Saturday, April 6, 2013

Food Poisoning

Food Poisoning

(Disclosure:  This is a public health themed post, repeated from the 2012 A-Z Challenge.  It’s as relevant today as it was a year ago, and so I believe it warrants a re-run.)

 It’s a special event and you and your spouse head to a favorite restaurant to celebrate.  You get a great booth next to the window with the scenic view.  The menu is filled with tantalizing items---you each order an entrée and the salad bar.

When you’re at the salad bar, you’re impressed with all the choices available---from cut vegetables and fruits, to nuts and toppings, and several different salad dressing choices.  You load up your plate and head back to your table to enjoy your meal. 

And you do enjoy your meal.  The food tastes good; there’s lots of laughter and good feelings going on around the table and you both enjoy the celebration.

However, later that evening, your spouse starts complaining about a stomach ache.  You’re not feeling too well yourself.  And within the hour, you’re both experiencing projectile vomiting and worse and your evening is now ruined. 

You were just poisoned by the food in your favorite restaurant.  Not intentionally, of course, but from this point forward, you’re never going to feel quite the same about the place. 

Does it surprise you to hear that the biggest food safety problem we consumers face is at the salad bar?  Even though the food supply in the United States is one of the safest in the world, the Centers for Disease Control and Prevention estimates that each year, 76 million people get sick, more than 325,000 are hospitalized, and 5,000 Americans die from foodborne illness. Preventing foodborne illness and death remains a major public health challenge. 

The culprit in most foodborne illnesses is bacteria.  Bacteria are everywhere and they grow on food, doubling every 20 minutes!  They do particularly well in foods that are high in protein such as milk, meat, fish, or eggs and food with high water content such as fruit and melons.  Freezing, refrigerating, and drying foods do not kill the bacteria—it just keeps them in a dormant state.  When you thaw the food or remove it from the refrigerator, the bacteria continue to grow and reproduce.

Cooking food products to their required temperatures will kill the bacteria and render it harmless.  However, when the bacteria grow, they produce toxins and you cannot inactivate the toxins with heat or cold.  That means that any food that smells off or feels slimy cannot be fixed under any circumstance and needs to be thrown out!  If in doubt, throw it out. 

Safe food handling practices, cooking temperatures, proper refrigeration, and proper hygiene are all key to avoiding foodborne illness.  The website  is a good resource for consumer advice on food safety.   
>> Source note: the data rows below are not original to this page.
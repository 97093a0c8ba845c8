//! Ordered strategy chain

use super::{
    EmergencyEscalation, FallbackProvider, RecoveryContext, RecoverySettings, RecoveryStrategy,
    RetryWithBackoff, SimplifyInput, UseCache,
};
use crate::domain_services::emergency::EmergencyState;
use crate::domain_services::gateway::ExecutionGateway;
use crate::domain_services::outcome_cache::OutcomeCache;
use crate::domain_services::selector::ProviderSelector;
use acey_domain::value_objects::{Outcome, RecoveryAttempt};
use serde::{Deserialize, Serialize};
use std::collections::{BTreeMap, VecDeque};
use std::sync::{Arc, Mutex, MutexGuard, PoisonError};
use std::time::Instant;
use tracing::{debug, info, instrument, warn};

/// Result of running the chain on one failure
#[derive(Debug, Clone, PartialEq)]
pub struct RecoveryReport {
    /// The successful attempt, or the `exhausted` marker
    pub resolution: RecoveryAttempt,
    /// Every strategy attempt made, in order (excludes the exhausted marker)
    pub trail: Vec<RecoveryAttempt>,
}

impl RecoveryReport {
    /// Whether a strategy recovered the failure
    pub fn recovered(&self) -> bool {
        self.resolution.success
    }
}

/// Counters for one strategy
#[derive(Debug, Clone, Default, PartialEq, Eq, Serialize, Deserialize)]
pub struct StrategyStats {
    /// Times applied
    pub attempts: u64,
    /// Times it recovered
    pub successes: u64,
}

/// Cumulative recovery statistics
#[derive(Debug, Clone, Default, PartialEq, Eq, Serialize, Deserialize)]
pub struct RecoveryStats {
    /// Failures handed to the chain
    pub failures_handled: u64,
    /// Failures a strategy recovered
    pub recovered: u64,
    /// Failures nothing recovered
    pub exhausted: u64,
    /// Per-strategy counters
    pub by_strategy: BTreeMap<String, StrategyStats>,
}

impl RecoveryStats {
    /// Recovered share of handled failures
    pub fn recovery_rate(&self) -> f64 {
        match self.failures_handled {
            0 => 0.0,
            n => self.recovered as f64 / n as f64,
        }
    }
}

/// Priority-ordered recovery strategies with attempt history
pub struct RecoveryChain {
    strategies: Vec<Arc<dyn RecoveryStrategy>>,
    history: Mutex<VecDeque<RecoveryAttempt>>,
    history_capacity: usize,
    stats: Mutex<RecoveryStats>,
}

impl RecoveryChain {
    /// Empty chain keeping `history_capacity` attempts
    pub fn new(history_capacity: usize) -> Self {
        Self {
            strategies: Vec::new(),
            history: Mutex::new(VecDeque::new()),
            history_capacity: history_capacity.max(1),
            stats: Mutex::new(RecoveryStats::default()),
        }
    }

    /// The five built-in strategies wired to the given services
    pub fn with_defaults(
        settings: &RecoverySettings,
        gateway: Arc<ExecutionGateway>,
        selector: Arc<ProviderSelector>,
        cache: OutcomeCache,
        emergency: Arc<EmergencyState>,
    ) -> Self {
        Self::new(settings.history_capacity)
            .with_strategy(Arc::new(RetryWithBackoff::new(
                Arc::clone(&gateway),
                settings.max_retries,
                settings.base_backoff_ms,
                settings.max_backoff_ms,
            )))
            .with_strategy(Arc::new(FallbackProvider::new(
                Arc::clone(&gateway),
                selector,
                settings.fallback_enabled,
                settings.max_fallbacks,
            )))
            .with_strategy(Arc::new(SimplifyInput::new(gateway)))
            .with_strategy(Arc::new(UseCache::new(cache)))
            .with_strategy(Arc::new(EmergencyEscalation::new(emergency)))
    }

    /// Add a strategy; equal priorities keep insertion order
    #[must_use]
    pub fn with_strategy(mut self, strategy: Arc<dyn RecoveryStrategy>) -> Self {
        self.strategies.push(strategy);
        self.strategies.sort_by_key(|s| s.priority());
        self
    }

    /// Strategy names in the order they are tried
    pub fn strategy_names(&self) -> Vec<&'static str> {
        self.strategies.iter().map(|s| s.name()).collect()
    }

    /// Run the chain on a failed outcome
    #[instrument(
        skip_all,
        fields(request_id = %context.request.id, provider = %context.provider.name, kind = %failure.kind())
    )]
    pub async fn handle(&self, failure: &Outcome, context: &RecoveryContext) -> RecoveryReport {
        let started = Instant::now();
        let mut trail = Vec::new();

        for strategy in &self.strategies {
            if !strategy.matches(failure, context) {
                debug!(strategy = strategy.name(), "Strategy does not apply");
                continue;
            }
            info!(strategy = strategy.name(), "Applying recovery strategy");
            let attempt = strategy.apply(failure, context).await;
            self.record(&attempt);
            if attempt.success {
                info!(strategy = strategy.name(), "Failure recovered");
                self.finish(true);
                trail.push(attempt.clone());
                return RecoveryReport {
                    resolution: attempt,
                    trail,
                };
            }
            trail.push(attempt);
        }

        let elapsed_ms = u64::try_from(started.elapsed().as_millis()).unwrap_or(u64::MAX);
        let resolution = RecoveryAttempt::exhausted(
            format!("no recovery strategy succeeded for: {}", failure.message()),
            elapsed_ms,
        );
        warn!(attempts = trail.len(), "Recovery exhausted");
        self.record(&resolution);
        self.finish(false);
        RecoveryReport { resolution, trail }
    }

    fn history_lock(&self) -> MutexGuard<'_, VecDeque<RecoveryAttempt>> {
        self.history.lock().unwrap_or_else(PoisonError::into_inner)
    }

    fn stats_lock(&self) -> MutexGuard<'_, RecoveryStats> {
        self.stats.lock().unwrap_or_else(PoisonError::into_inner)
    }

    fn record(&self, attempt: &RecoveryAttempt) {
        {
            let mut history = self.history_lock();
            history.push_back(attempt.clone());
            while history.len() > self.history_capacity {
                history.pop_front();
            }
        }
        if attempt.is_exhausted() {
            return;
        }
        let mut stats = self.stats_lock();
        let entry = stats
            .by_strategy
            .entry(attempt.strategy_name.clone())
            .or_default();
        entry.attempts += 1;
        if attempt.success {
            entry.successes += 1;
        }
    }

    fn finish(&self, recovered: bool) {
        let mut stats = self.stats_lock();
        stats.failures_handled += 1;
        if recovered {
            stats.recovered += 1;
        } else {
            stats.exhausted += 1;
        }
    }

    /// The `limit` most recent attempts, oldest first
    pub fn history(&self, limit: usize) -> Vec<RecoveryAttempt> {
        let history = self.history_lock();
        let skip = history.len().saturating_sub(limit);
        history.iter().skip(skip).cloned().collect()
    }

    /// Cumulative statistics
    pub fn stats(&self) -> RecoveryStats {
        self.stats_lock().clone()
    }

    /// Reset statistics and history
    pub fn reset_stats(&self) {
        *self.stats_lock() = RecoveryStats::default();
        self.history_lock().clear();
    }
}
//! Main application configuration

use super::{DispatchConfig, EventBusConfig, LoggingConfig, ProviderConfig, SchedulerConfig};
use acey_application::RecoverySettings;
use serde::{Deserialize, Serialize};

/// Root configuration, one field per TOML section
#[derive(Debug, Clone, Default, PartialEq, Serialize, Deserialize)]
#[serde(default)]
pub struct AppConfig {
    /// `[logging]`
    pub logging: LoggingConfig,
    /// `[event_bus]`
    pub event_bus: EventBusConfig,
    /// `[dispatch]`
    pub dispatch: DispatchConfig,
    /// `[recovery]`
    pub recovery: RecoverySettings,
    /// `[scheduler]`, including `[[scheduler.jobs]]`
    pub scheduler: SchedulerConfig,
    /// `[[providers]]`
    pub providers: Vec<ProviderConfig>,
}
  1. Another incredibly informative post! I know I haven't visited a salad bar since you posted it last year!!!...but I didn't realize that freezing didn't kill bacteria, nor that the toxins they produce remain even after the food has been heated! Important stuff! Thanks for getting the word out there!

  2. I had no idea that salad bars could be the culprit of food poisoning! I've had it bad a few times. Once in college everyone who ate the pizza one night got horribly sick. There must've been 50 of us who were bedridden for days; one was taken to the hospital in an ambulance and the cafeteria ran out of gingerale and crackers.

  3. I've never experience food poisoning, but my husband has a few times, and it's always an awful experience. I'll have to watch out for salad bars; and I didn't know that toxins are actually not destroyed by proper heating! Thanks for the info.

    Living in the Light
    A to Z Ambassador

  4. So far so good..... but I've never had food poisoning. Knock on wood I won't ever.
    I'm learning so many interesting facts during this challenge.